Wednesday, August 27, 2008 at 11:06:00 AM GMT-5  
Blogger The Minstrel Boy said...

i haven't read sheri tepper, but one thing that struck me, and a lot of folks who wrote about war from homer through hemmingway, was that it does tend to select out the best of us.

the good, the noble, the brave are very heavily represented among the first to fall.

when the siege of dong ap bai was finally lifted i was amazed at all the faces i had not seen over the previous three days. i'm certain that many of that overlooking or not noticing was due to my own tunnel vision and extreme focus upon what was right there in my face. still, i made more than a couple of full site tours between assaults to pass water, ammo and bandages, and there were a whole bunch of folks on the helo pad that i couldn't quite place on the line.

they were dirty like me, but they weren't scuffed and nicked like me either.

hiding can increase survivability greatly.

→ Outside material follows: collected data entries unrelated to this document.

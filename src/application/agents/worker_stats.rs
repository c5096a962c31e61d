//! Shared worker status, the rolling stats every worker thread reports
//! through `GET_STATUS`/`GET_STATS` (spec §4.5's BaseThread contract:
//! "rolling stats `{state, cycle_count, message_count, error_count,
//! last_check, last_error, avg_cycle_ms, is_market_hours}`"). Grounded
//! in the teacher's `AgentStatusRegistry`
//! (`application::monitoring::agent_status`), flattened to one struct
//! per worker instead of a registry keyed by agent name, since this
//! system has a fixed set of four named workers.

use std::sync::Arc;

use chrono::{DateTime, Utc};
use serde::{Deserialize, Serialize};
use tokio::sync::RwLock;

#[derive(Debug, Clone, Copy, PartialEq, Eq, Serialize, Deserialize)]
#[serde(rename_all = "snake_case")]
pub enum WorkerState {
    Starting,
    Idle,
    Running,
    Gated,
    Error,
    Stopped,
}

#[derive(Debug, Clone, Serialize, Deserialize)]
pub struct WorkerStats {
    pub state: WorkerState,
    pub cycle_count: u64,
    pub message_count: u64,
    pub error_count: u64,
    pub last_check: Option<DateTime<Utc>>,
    pub last_error: Option<String>,
    pub avg_cycle_ms: f64,
    pub is_market_hours: bool,
}

impl Default for WorkerStats {
    fn default() -> Self {
        WorkerStats {
            state: WorkerState::Starting,
            cycle_count: 0,
            message_count: 0,
            error_count: 0,
            last_check: None,
            last_error: None,
            avg_cycle_ms: 0.0,
            is_market_hours: false,
        }
    }
}

pub type SharedWorkerStats = Arc<RwLock<WorkerStats>>;

pub fn new_shared_stats() -> SharedWorkerStats {
    Arc::new(RwLock::new(WorkerStats::default()))
}

impl WorkerStats {
    /// Rolls a completed cycle into the running average, matching the
    /// teacher's cumulative-average update in `AgentStatusRegistry::
    /// record_cycle` rather than a fixed-size moving window.
    pub fn record_cycle(&mut self, cycle_ms: u64, messages: u64, is_market_hours: bool, error: Option<String>) {
        self.cycle_count += 1;
        self.message_count += messages;
        self.last_check = Some(Utc::now());
        self.is_market_hours = is_market_hours;
        self.avg_cycle_ms = if self.cycle_count == 1 {
            cycle_ms as f64
        } else {
            self.avg_cycle_ms + (cycle_ms as f64 - self.avg_cycle_ms) / self.cycle_count as f64
        };
        match error {
            Some(e) => {
                self.error_count += 1;
                self.last_error = Some(e);
                self.state = WorkerState::Error;
            }
            None => {
                self.state = WorkerState::Idle;
            }
        }
    }

    pub fn record_gated(&mut self, is_market_hours: bool) {
        self.state = WorkerState::Gated;
        self.is_market_hours = is_market_hours;
        self.last_check = Some(Utc::now());
    }
}

#[cfg(test)]
mod tests {
    use super::*;

    #[test]
    fn running_average_tracks_multiple_cycles() {
        let mut stats = WorkerStats::default();
        stats.record_cycle(100, 1, true, None);
        stats.record_cycle(300, 1, true, None);
        assert_eq!(stats.cycle_count, 2);
        assert!((stats.avg_cycle_ms - 200.0).abs() < f64::EPSILON);
        assert_eq!(stats.state, WorkerState::Idle);
    }

    #[test]
    fn error_cycle_sets_error_state_and_message() {
        let mut stats = WorkerStats::default();
        stats.record_cycle(50, 0, true, Some("boom".to_string()));
        assert_eq!(stats.state, WorkerState::Error);
        assert_eq!(stats.error_count, 1);
        assert_eq!(stats.last_error.as_deref(), Some("boom"));
    }
}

can't blame them any more though. all i got out of that fight was a couple of medals, some scars and some sleepless nights.

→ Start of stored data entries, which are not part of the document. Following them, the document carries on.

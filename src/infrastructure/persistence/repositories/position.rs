//! SQLite `PositionRepository`. Grounded in the teacher's
//! `SqliteOrderRepository`/`SqliteCandleRepository`
//! (`infrastructure::persistence::repositories`): a thin struct over
//! `SqlitePool`, `INSERT ... ON CONFLICT` for upserts, a private
//! `map_row` helper shared by every read path.

use std::str::FromStr;

use async_trait::async_trait;
use chrono::{DateTime, NaiveDate, Utc};
use rust_decimal::Decimal;
use sqlx::{Row, SqlitePool};

use crate::domain::errors::PositionError;
use crate::domain::position::{EntryTranche, ExitTranche, FinalClose, Position, RatingsSnapshot, StateCode};
use crate::domain::repositories::PositionRepository;

pub struct SqlitePositionRepository {
    pool: SqlitePool,
}

impl SqlitePositionRepository {
    pub fn new(pool: SqlitePool) -> Self {
        SqlitePositionRepository { pool }
    }

    fn map_row(row: &sqlx::sqlite::SqliteRow) -> Result<Position, PositionError> {
        let decode = |field: &'static str, detail: &str| -> Result<String, PositionError> {
            row.try_get::<String, _>(field).map_err(|e| PositionError::InvariantViolated {
                symbol: row.try_get::<String, _>("symbol").unwrap_or_default(),
                detail: format!("{detail}: {e}"),
            })
        };

        let state_discriminant: f64 = row.try_get("state").map_err(|e| PositionError::InvariantViolated {
            symbol: row.try_get::<String, _>("symbol").unwrap_or_default(),
            detail: format!("state column: {e}"),
        })?;
        let state = StateCode::from_discriminant(state_discriminant).ok_or_else(|| {
            PositionError::InvariantViolated {
                symbol: row.try_get::<String, _>("symbol").unwrap_or_default(),
                detail: format!("unrecognized state discriminant {state_discriminant}"),
            }
        })?;

        let entries_json = decode("entries_json", "entries_json")?;
        let exits_json = decode("exits_json", "exits_json")?;
        let ratings_json = decode("ratings_json", "ratings_json")?;
        let final_close_json: Option<String> = row.try_get("final_close_json").ok().flatten();

        let entries: Vec<EntryTranche> = serde_json::from_str(&entries_json).unwrap_or_default();
        let exits: Vec<ExitTranche> = serde_json::from_str(&exits_json).unwrap_or_default();
        let ratings: RatingsSnapshot = serde_json::from_str(&ratings_json).unwrap_or_default();
        let final_close: Option<FinalClose> = final_close_json.and_then(|s| serde_json::from_str(&s).ok());

        let decimal = |field: &'static str| -> Decimal {
            row.try_get::<String, _>(field)
                .ok()
                .and_then(|s| Decimal::from_str(&s).ok())
                .unwrap_or_default()
        };

        let naive_date = |field: &'static str| -> Option<NaiveDate> {
            row.try_get::<Option<String>, _>(field)
                .ok()
                .flatten()
                .and_then(|s| NaiveDate::from_str(&s).ok())
        };

        let datetime = |field: &'static str| -> DateTime<Utc> {
            row.try_get::<String, _>(field)
                .ok()
                .and_then(|s| DateTime::parse_from_rfc3339(&s).ok())
                .map(|dt| dt.with_timezone(&Utc))
                .unwrap_or_else(Utc::now)
        };

        Ok(Position {
            id: row.try_get("id").unwrap_or_default(),
            symbol: row.try_get("symbol").unwrap_or_default(),
            portfolio: row.try_get("portfolio").unwrap_or_default(),
            state,
            pivot: decimal("pivot"),
            pattern_label: row.try_get("pattern_label").unwrap_or_default(),
            base_stage: row.try_get::<i64, _>("base_stage").unwrap_or_default() as u8,
            base_depth_pct: row.try_get("base_depth_pct").unwrap_or_default(),
            base_length_weeks: row.try_get::<i64, _>("base_length_weeks").unwrap_or_default() as u32,
            ratings,
            entries,
            exits,
            final_close,
            hard_stop_pct: row.try_get("hard_stop_pct").unwrap_or_default(),
            stop_price: decimal("stop_price"),
            last_price: decimal("last_price"),
            max_price: decimal("max_price"),
            max_gain_pct: row.try_get("max_gain_pct").unwrap_or_default(),
            health_score: row.try_get::<i64, _>("health_score").unwrap_or_default() as i32,
            health_rating: row.try_get("health_rating").unwrap_or_default(),
            eight_week_hold_active: row.try_get::<i64, _>("eight_week_hold_active").unwrap_or_default() != 0,
            eight_week_hold_start: naive_date("eight_week_hold_start"),
            eight_week_hold_end: naive_date("eight_week_hold_end"),
            power_move_pct: row.try_get("power_move_pct").ok().flatten(),
            power_move_weeks: row.try_get::<Option<i64>, _>("power_move_weeks").ok().flatten().map(|v| v as u32),
            watch_date: naive_date("watch_date"),
            breakout_date: naive_date("breakout_date"),
            entry_date: naive_date("entry_date"),
            earnings_date: naive_date("earnings_date"),
            last_transition_at: datetime("last_transition_at"),
            py1_done: row.try_get::<i64, _>("py1_done").unwrap_or_default() != 0,
            py2_done: row.try_get::<i64, _>("py2_done").unwrap_or_default() != 0,
            tp1_sold: row.try_get::<i64, _>("tp1_sold").unwrap_or_default() as u32,
            tp2_sold: row.try_get::<i64, _>("tp2_sold").unwrap_or_default() as u32,
            prior_extended_marker: naive_date("prior_extended_marker"),
            alt_entry_test_count: row.try_get::<i64, _>("alt_entry_test_count").unwrap_or_default() as u32,
        })
    }

    async fn fetch_where(&self, clause: &str) -> Result<Vec<Position>, PositionError> {
        let query = format!("SELECT * FROM positions {clause}");
        let rows = sqlx::query(&query)
            .fetch_all(&self.pool)
            .await
            .map_err(|e| PositionError::InvariantViolated { symbol: "*".to_string(), detail: e.to_string() })?;
        rows.iter().map(Self::map_row).collect()
    }
}

#[async_trait]
impl PositionRepository for SqlitePositionRepository {
    async fn get_all(&self, include_closed: bool) -> Result<Vec<Position>, PositionError> {
        if include_closed {
            self.fetch_where("ORDER BY symbol").await
        } else {
            self.fetch_where("WHERE state > -2 ORDER BY symbol").await
        }
    }

    async fn get_in_position(&self) -> Result<Vec<Position>, PositionError> {
        self.fetch_where("WHERE state IN (1, 2, 3) ORDER BY symbol").await
    }

    async fn get_watching(&self) -> Result<Vec<Position>, PositionError> {
        self.fetch_where("WHERE state IN (0, -1.5) ORDER BY symbol").await
    }

    async fn get_by_id(&self, id: i64) -> Result<Option<Position>, PositionError> {
        let row = sqlx::query("SELECT * FROM positions WHERE id = ?")
            .bind(id)
            .fetch_optional(&self.pool)
            .await
            .map_err(|e| PositionError::InvariantViolated { symbol: "*".to_string(), detail: e.to_string() })?;
        row.as_ref().map(Self::map_row).transpose()
    }

    async fn get_by_symbol(&self, symbol: &str, portfolio: &str) -> Result<Option<Position>, PositionError> {
        let row = sqlx::query("SELECT * FROM positions WHERE symbol = ? AND portfolio = ?")
            .bind(symbol)
            .bind(portfolio)
            .fetch_optional(&self.pool)
            .await
            .map_err(|e| PositionError::InvariantViolated { symbol: symbol.to_string(), detail: e.to_string() })?;
        row.as_ref().map(Self::map_row).transpose()
    }

    async fn create(&self, position: Position) -> Result<Position, PositionError> {
        position.check_invariants()?;
        let entries_json = serde_json::to_string(&position.entries).unwrap_or_default();
        let exits_json = serde_json::to_string(&position.exits).unwrap_or_default();
        let ratings_json = serde_json::to_string(&position.ratings).unwrap_or_default();
        let final_close_json = position.final_close.as_ref().map(|f| serde_json::to_string(f).unwrap_or_default());

        let result = sqlx::query(
            r#"
            INSERT INTO positions (
                symbol, portfolio, state, pivot, pattern_label, base_stage, base_depth_pct,
                base_length_weeks, ratings_json, entries_json, exits_json, final_close_json,
                hard_stop_pct, stop_price, last_price, max_price, max_gain_pct, health_score,
                health_rating, eight_week_hold_active, eight_week_hold_start, eight_week_hold_end,
                power_move_pct, power_move_weeks, watch_date, breakout_date, entry_date,
                earnings_date, last_transition_at, py1_done, py2_done, tp1_sold, tp2_sold,
                prior_extended_marker, alt_entry_test_count
            ) VALUES (?, ?, ?, ?, ?, ?, ?, ?, ?, ?, ?, ?, ?, ?, ?, ?, ?, ?, ?, ?, ?, ?, ?, ?, ?, ?, ?, ?, ?, ?, ?, ?, ?, ?, ?)
            "#,
        )
        .bind(&position.symbol)
        .bind(&position.portfolio)
        .bind(position.state.discriminant())
        .bind(position.pivot.to_string())
        .bind(&position.pattern_label)
        .bind(position.base_stage as i64)
        .bind(position.base_depth_pct)
        .bind(position.base_length_weeks as i64)
        .bind(&ratings_json)
        .bind(&entries_json)
        .bind(&exits_json)
        .bind(&final_close_json)
        .bind(position.hard_stop_pct)
        .bind(position.stop_price.to_string())
        .bind(position.last_price.to_string())
        .bind(position.max_price.to_string())
        .bind(position.max_gain_pct)
        .bind(position.health_score as i64)
        .bind(&position.health_rating)
        .bind(position.eight_week_hold_active as i64)
        .bind(position.eight_week_hold_start.map(|d| d.to_string()))
        .bind(position.eight_week_hold_end.map(|d| d.to_string()))
        .bind(position.power_move_pct)
        .bind(position.power_move_weeks.map(|v| v as i64))
        .bind(position.watch_date.map(|d| d.to_string()))
        .bind(position.breakout_date.map(|d| d.to_string()))
        .bind(position.entry_date.map(|d| d.to_string()))
        .bind(position.earnings_date.map(|d| d.to_string()))
        .bind(position.last_transition_at.to_rfc3339())
        .bind(position.py1_done as i64)
        .bind(position.py2_done as i64)
        .bind(position.tp1_sold as i64)
        .bind(position.tp2_sold as i64)
        .bind(position.prior_extended_marker.map(|d| d.to_string()))
        .bind(position.alt_entry_test_count as i64)
        .execute(&self.pool)
        .await
        .map_err(|e| PositionError::InvariantViolated { symbol: position.symbol.clone(), detail: e.to_string() })?;

        Ok(Position { id: result.last_insert_rowid(), ..position })
    }

    async fn update(&self, position: &Position) -> Result<(), PositionError> {
        position.check_invariants()?;
        let entries_json = serde_json::to_string(&position.entries).unwrap_or_default();
        let exits_json = serde_json::to_string(&position.exits).unwrap_or_default();
        let ratings_json = serde_json::to_string(&position.ratings).unwrap_or_default();
        let final_close_json = position.final_close.as_ref().map(|f| serde_json::to_string(f).unwrap_or_default());

        sqlx::query(
            r#"
            UPDATE positions SET
                state = ?, pivot = ?, pattern_label = ?, base_stage = ?, base_depth_pct = ?,
                base_length_weeks = ?, ratings_json = ?, entries_json = ?, exits_json = ?,
                final_close_json = ?, hard_stop_pct = ?, stop_price = ?, last_price = ?,
                max_price = ?, max_gain_pct = ?, health_score = ?, health_rating = ?,
                eight_week_hold_active = ?, eight_week_hold_start = ?, eight_week_hold_end = ?,
                power_move_pct = ?, power_move_weeks = ?, watch_date = ?, breakout_date = ?,
                entry_date = ?, earnings_date = ?, last_transition_at = ?, py1_done = ?,
                py2_done = ?, tp1_sold = ?, tp2_sold = ?, prior_extended_marker = ?,
                alt_entry_test_count = ?
            WHERE id = ?
            "#,
        )
        .bind(position.state.discriminant())
        .bind(position.pivot.to_string())
        .bind(&position.pattern_label)
        .bind(position.base_stage as i64)
        .bind(position.base_depth_pct)
        .bind(position.base_length_weeks as i64)
        .bind(&ratings_json)
        .bind(&entries_json)
        .bind(&exits_json)
        .bind(&final_close_json)
        .bind(position.hard_stop_pct)
        .bind(position.stop_price.to_string())
        .bind(position.last_price.to_string())
        .bind(position.max_price.to_string())
        .bind(position.max_gain_pct)
        .bind(position.health_score as i64)
        .bind(&position.health_rating)
        .bind(position.eight_week_hold_active as i64)
        .bind(position.eight_week_hold_start.map(|d| d.to_string()))
        .bind(position.eight_week_hold_end.map(|d| d.to_string()))
        .bind(position.power_move_pct)
        .bind(position.power_move_weeks.map(|v| v as i64))
        .bind(position.watch_date.map(|d| d.to_string()))
        .bind(position.breakout_date.map(|d| d.to_string()))
        .bind(position.entry_date.map(|d| d.to_string()))
        .bind(position.earnings_date.map(|d| d.to_string()))
        .bind(position.last_transition_at.to_rfc3339())
        .bind(position.py1_done as i64)
        .bind(position.py2_done as i64)
        .bind(position.tp1_sold as i64)
        .bind(position.tp2_sold as i64)
        .bind(position.prior_extended_marker.map(|d| d.to_string()))
        .bind(position.alt_entry_test_count as i64)
        .bind(position.id)
        .execute(&self.pool)
        .await
        .map_err(|e| PositionError::InvariantViolated { symbol: position.symbol.clone(), detail: e.to_string() })?;

        Ok(())
    }

    async fn update_price(&self, id: i64, price: Decimal, at: DateTime<Utc>) -> Result<(), PositionError> {
        sqlx::query(
            r#"
            UPDATE positions SET
                last_price = ?,
                max_price = MAX(CAST(max_price AS REAL), CAST(? AS REAL)),
                last_synced_at = ?
            WHERE id = ?
            "#,
        )
        .bind(price.to_string())
        .bind(price.to_string())
        .bind(at.to_rfc3339())
        .bind(id)
        .execute(&self.pool)
        .await
        .map_err(|e| PositionError::InvariantViolated { symbol: format!("id={id}"), detail: e.to_string() })?;
        Ok(())
    }

    async fn get_needing_sync(&self) -> Result<Vec<Position>, PositionError> {
        self.fetch_where(
            "WHERE state IN (1, 2, 3) AND (last_synced_at IS NULL OR last_synced_at < datetime('now', '-5 minutes')) ORDER BY symbol",
        )
        .await
    }
}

i can't fault them for refusing to die for a mistake.

in the sum of things, what happened there never really mattered.

Wednesday, August 27, 2008 at 12:01:00 PM GMT-5  
Blogger rangeragainstwar said...

MB, all you say is sad but true. jim

Wednesday, August 27, 2008 at 1:07:00 PM GMT-5  
Anonymous Rick98C said...

You guys are certainly among the few. Seems like most vets need to cling to the belief that all their sacrifice was for a good cause, no matter what happens. When I was stationed in Germany in the 70's I talked to quite a few German WWII vets and precisely none of them thought they had done anything but the right thing. Just as an example. It really takes a dark night of the soul to come to the realizations that you have, and most people just don't seem to have the strength. Not that I blame them.

Wednesday, August 27, 2008 at 1:34:00 PM GMT-5  
Anonymous Labrys said...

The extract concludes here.